**Task description**
How many lines in the records below contain "Mark"? Reply with the number only.

Stored items:
----------------------------------------

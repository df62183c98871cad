//! Win and draw evaluation over a board.

use crate::game::board::Board;
use crate::game::types::{Cell, Slot};

/// A winning line as three cell indices.
pub type Line = [usize; 3];

/// The 8 canonical lines, in evaluation order: rows, then columns, then diagonals.
pub const LINES: [Line; 8] = [
    // Rows
    [0, 1, 2],
    [3, 4, 5],
    [6, 7, 8],
    // Columns
    [0, 3, 6],
    [1, 4, 7],
    [2, 5, 8],
    // Diagonals
    [0, 4, 8],
    [2, 4, 6],
];

/// Result of evaluating a board.
#[derive(Debug, Clone, Copy, PartialEq, Eq)]
pub enum Outcome {
    Win { slot: Slot, line: Line },
    Draw,
    Ongoing,
}

/// Every complete line on the board with the slot that owns it, in `LINES` order.
pub fn completed_lines(board: &Board) -> impl Iterator<Item = (Slot, Line)> + '_ {
    LINES.iter().filter_map(move |line| {
        let [a, b, c] = *line;
        match board.get(a)? {
            Cell::Mark(slot)
                if board.get(b) == Some(Cell::Mark(slot)) && board.get(c) == Some(Cell::Mark(slot)) =>
            {
                Some((slot, *line))
            }
            _ => None,
        }
    })
}

/// First complete line wins; a full board without one is a draw.
pub fn evaluate(board: &Board) -> Outcome {
    if let Some((slot, line)) = completed_lines(board).next() {
        return Outcome::Win { slot, line };
    }
    if board.is_full() { Outcome::Draw } else { Outcome::Ongoing }
}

----------------------------------------

**Worked solution**
2